Melissa was not exactly scared of the Internet, but she knew that there was a world beyond the sites she visited often—sites for school, sites for music and movies, sites about Brownie badges and fashion and hair—that was not meant for a nine-year-old girl. In some cases, it was just a keystroke away. One letter off. An accidental dash.

Not quite a year ago, one morning when her dad was upstairs getting dressed and her mom was packing her lunch for school, she had been using the computer in the family room to visit the Girl Scouts website because she had a question about a Brownie badge. She had typed in one of the words incorrectly and wound up on a site so disturbing that she had yelled for her parents reflexively. Even before they had dropped what they were doing and rushed into the family room, she had closed the screen. What she had seen (or, now, what she thought she had seen), was monstrous and grotesque. She felt…ashamed. Her parents had found the site in the computer's history and deleted it, and told her that she had done nothing wrong. They said she had done exactly the right thing telling them about it. Then they had lectured her (yet again) about the need to be careful on the Internet, and reiterated the house rules, which they admitted she had indeed been obeying when she had inadvertently strayed onto that site.

Now, while her mom was making dinner and her dad was out, she decided to move beyond the site with the funky tights for girls. She took a deep breath and typed in her father's name in the search bar. Her mom had said he would be home for dinner, and Melissa honestly wasn't sure how she felt about that. Her anger toward him had been smoldering for a couple of days. She was irritated with him for making Mom sad—for causing such tension in the house—and she was embarrassed by the attention she was receiving. Even her dance teacher had given her a huge, wholly unexpected hug that afternoon. Moreover, was it possible that her father had done the sorts of gross things at the party that she had seen on the website she had accidentally stumbled upon almost a year ago now?

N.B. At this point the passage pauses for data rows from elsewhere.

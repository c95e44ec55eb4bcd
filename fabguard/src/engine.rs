//! Check registry and runner.
//!
//! Checks share nothing but read-only borrows of the board and rule set, so
//! the engine fans them out over rayon's pool. Results come back in
//! registration order regardless of which thread finished first.

use rayon::prelude::*;
use std::path::Path;
use std::sync::Arc;

use crate::analyzer::{
    check_fill_artifacts, check_trace_shorts, check_zone_fill, check_zone_priorities,
};
use crate::config::RuleConfig;
use crate::drc::{
    check_board_edge_clearance, check_component_overlap, check_drill_spacing,
    check_net_connectivity, check_pad_nets, check_trace_spacing, check_trace_width,
    check_via_dimensions, PlacementList,
};
use crate::model::Board;
use crate::report::CheckResult;
use crate::violation::{CheckId, CheckOutcome, Severity};

/// Everything a check may read.
#[derive(Debug, Clone, Copy)]
pub struct CheckContext<'a> {
    pub board: &'a Board,
    pub config: &'a RuleConfig,
    /// External placement list; derived from the board's footprints when absent.
    pub placements: Option<&'a PlacementList>,
    /// Directory holding exported Gerbers.
    pub artifact_dir: Option<&'a Path>,
}

impl<'a> CheckContext<'a> {
    pub fn new(board: &'a Board, config: &'a RuleConfig) -> Self {
        Self {
            board,
            config,
            placements: None,
            artifact_dir: None,
        }
    }

    pub fn with_placements(mut self, placements: &'a PlacementList) -> Self {
        self.placements = Some(placements);
        self
    }

    pub fn with_artifact_dir(mut self, dir: &'a Path) -> Self {
        self.artifact_dir = Some(dir);
        self
    }
}

pub trait Check: Send + Sync {
    fn id(&self) -> CheckId;

    fn name(&self) -> &str {
        self.id().title()
    }

    fn severity(&self) -> Severity {
        self.id().severity()
    }

    /// `None` when an input the check depends on was not supplied.
    fn run(&self, ctx: &CheckContext<'_>) -> Option<CheckOutcome>;
}

/// One of the checks shipped with the library.
#[derive(Debug, Clone, Copy, PartialEq, Eq)]
pub struct BuiltinCheck(pub CheckId);

impl Check for BuiltinCheck {
    fn id(&self) -> CheckId {
        self.0
    }

    fn run(&self, ctx: &CheckContext<'_>) -> Option<CheckOutcome> {
        let board = ctx.board;
        let config = ctx.config;
        let outcome: CheckOutcome = match self.0 {
            CheckId::TraceWidth => check_trace_width(board, config).into(),
            CheckId::ViaDimensions => check_via_dimensions(board, config).into(),
            CheckId::BoardEdgeClearance => check_board_edge_clearance(board, config).into(),
            CheckId::TraceSpacing => check_trace_spacing(board, config),
            CheckId::DrillSpacing => check_drill_spacing(board, config).into(),
            CheckId::ComponentOverlap => match ctx.placements {
                Some(list) => check_component_overlap(list, config).into(),
                None => check_component_overlap(&PlacementList::from_board(board), config).into(),
            },
            CheckId::TraceShorts => check_trace_shorts(board, config),
            CheckId::ZonePriorities => check_zone_priorities(board).into(),
            CheckId::ZoneFill => check_zone_fill(board).into(),
            CheckId::FillArtifacts => check_fill_artifacts(board, config, ctx.artifact_dir?).into(),
            CheckId::NetConnectivity => check_net_connectivity(board).into(),
            CheckId::PadNets => check_pad_nets(board).into(),
        };
        Some(outcome)
    }
}

pub struct CheckEngine {
    checks: Vec<Arc<dyn Check>>,
}

impl CheckEngine {
    pub fn new() -> Self {
        Self { checks: Vec::new() }
    }

    pub fn with_default_checks() -> Self {
        let mut engine = Self::new();
        for id in CheckId::ALL {
            engine.add_check(Arc::new(BuiltinCheck(id)));
        }
        engine
    }

    /// Default checks restricted to `ids`, in their default order.
    pub fn with_checks(ids: &[CheckId]) -> Self {
        let mut engine = Self::new();
        for id in CheckId::ALL.into_iter().filter(|id| ids.contains(id)) {
            engine.add_check(Arc::new(BuiltinCheck(id)));
        }
        engine
    }

    pub fn add_check(&mut self, check: Arc<dyn Check>) {
        self.checks.push(check);
    }

    pub fn checks(&self) -> impl Iterator<Item = &dyn Check> {
        self.checks.iter().map(|c| c.as_ref())
    }

    pub fn len(&self) -> usize {
        self.checks.len()
    }

    pub fn is_empty(&self) -> bool {
        self.checks.is_empty()
    }

    pub fn run(&self, ctx: &CheckContext<'_>) -> Vec<CheckResult> {
        self.checks
            .par_iter()
            .map(|check| {
                let result = match check.run(ctx) {
                    Some(outcome) => CheckResult::from_outcome(check.as_ref(), outcome),
                    None => CheckResult::skipped(check.as_ref()),
                };
                tracing::debug!(
                    check = %check.id(),
                    violations = result.violations.len(),
                    skipped = result.skipped,
                    "check finished"
                );
                result
            })
            .collect()
    }
}

impl Default for CheckEngine {
    fn default() -> Self {
        Self::with_default_checks()
    }
}

#[cfg(test)]
mod tests {
    use super::*;
    use crate::geometry::Point;
    use crate::model::{Net, Segment};
    use crate::violation::Violation;

    struct AlwaysFails;

    impl Check for AlwaysFails {
        fn id(&self) -> CheckId {
            CheckId::TraceWidth
        }

        fn name(&self) -> &str {
            "Always Fails"
        }

        fn run(&self, _ctx: &CheckContext<'_>) -> Option<CheckOutcome> {
            Some(vec![Violation::new(CheckId::TraceWidth, "nope")].into())
        }
    }

    fn board() -> Board {
        Board {
            nets: vec![Net {
                id: 1,
                name: "GND".to_string(),
            }],
            segments: vec![Segment::new(
                Point::new(10.0, 10.0),
                Point::new(20.0, 10.0),
                0.05,
                "F.Cu",
                1,
            )],
            ..Default::default()
        }
    }

    #[test]
    fn test_results_follow_registration_order() {
        let board = board();
        let config = RuleConfig::default();
        let engine = CheckEngine::with_default_checks();
        let results = engine.run(&CheckContext::new(&board, &config));
        let ids: Vec<_> = results.iter().map(|r| r.check).collect();
        assert_eq!(ids, CheckId::ALL.to_vec());
    }

    #[test]
    fn test_fill_artifacts_skipped_without_directory() {
        let board = board();
        let config = RuleConfig::default();
        let results =
            CheckEngine::with_checks(&[CheckId::FillArtifacts]).run(&CheckContext::new(&board, &config));
        assert_eq!(results.len(), 1);
        assert!(results[0].skipped);
    }

    #[test]
    fn test_custom_check() {
        let board = board();
        let config = RuleConfig::default();
        let mut engine = CheckEngine::new();
        engine.add_check(Arc::new(AlwaysFails));
        let results = engine.run(&CheckContext::new(&board, &config));
        assert_eq!(results[0].name, "Always Fails");
        assert_eq!(results[0].violations.len(), 1);
    }

    #[test]
    fn test_with_checks_keeps_default_order() {
        let engine = CheckEngine::with_checks(&[CheckId::TraceShorts, CheckId::TraceWidth]);
        let ids: Vec<_> = engine.checks().map(|c| c.id()).collect();
        assert_eq!(ids, vec![CheckId::TraceWidth, CheckId::TraceShorts]);
    }
}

She read stories about her father on four different sites before she had had enough. She had never heard the expression “sex slave” before, but she had an idea what it meant. She looked up the word
orgy
and was appalled. Again, there were pictures. But she scrutinized as well the sections of the news stories that focused on the dead Russians, because the reporters always quoted detectives who stressed that there were many more men like that pair out there—and that their Russians friends were probably furious and dangerous.

“Sweetheart?”

At the sound of her mother's voice she instantly minimized the screen.

“What?”

“What are you doing?”

“I was trying to find something for school.”

“About?”

“Turtles,” she lied.

“Okay. Would you like mashed potatoes or baked potatoes?”

“Mashed.”

Her mother nodded and retreated. Before the bachelor party, Melissa knew, her mother would have asked her why in the world she was looking up turtles. She would have come to the computer and sat down beside her to see what she had found. She would have asked why her teacher—a woman her mother called by her first name because, of course, they were peers on the faculty—was having them study turtles. Was it a unit on reptiles? Was someone bringing a turtle to school? Were they going to get turtles for the classroom? Now, however, her mother was so distracted that she didn't ask a single question. Not a one.

After Melissa clicked again on the story about the violence in her home, she deleted it. She deleted all the sites she had visited from the computer's history. Then she googled turtles. For the life of her, she had no idea why the first thing she had thought of was a turtle.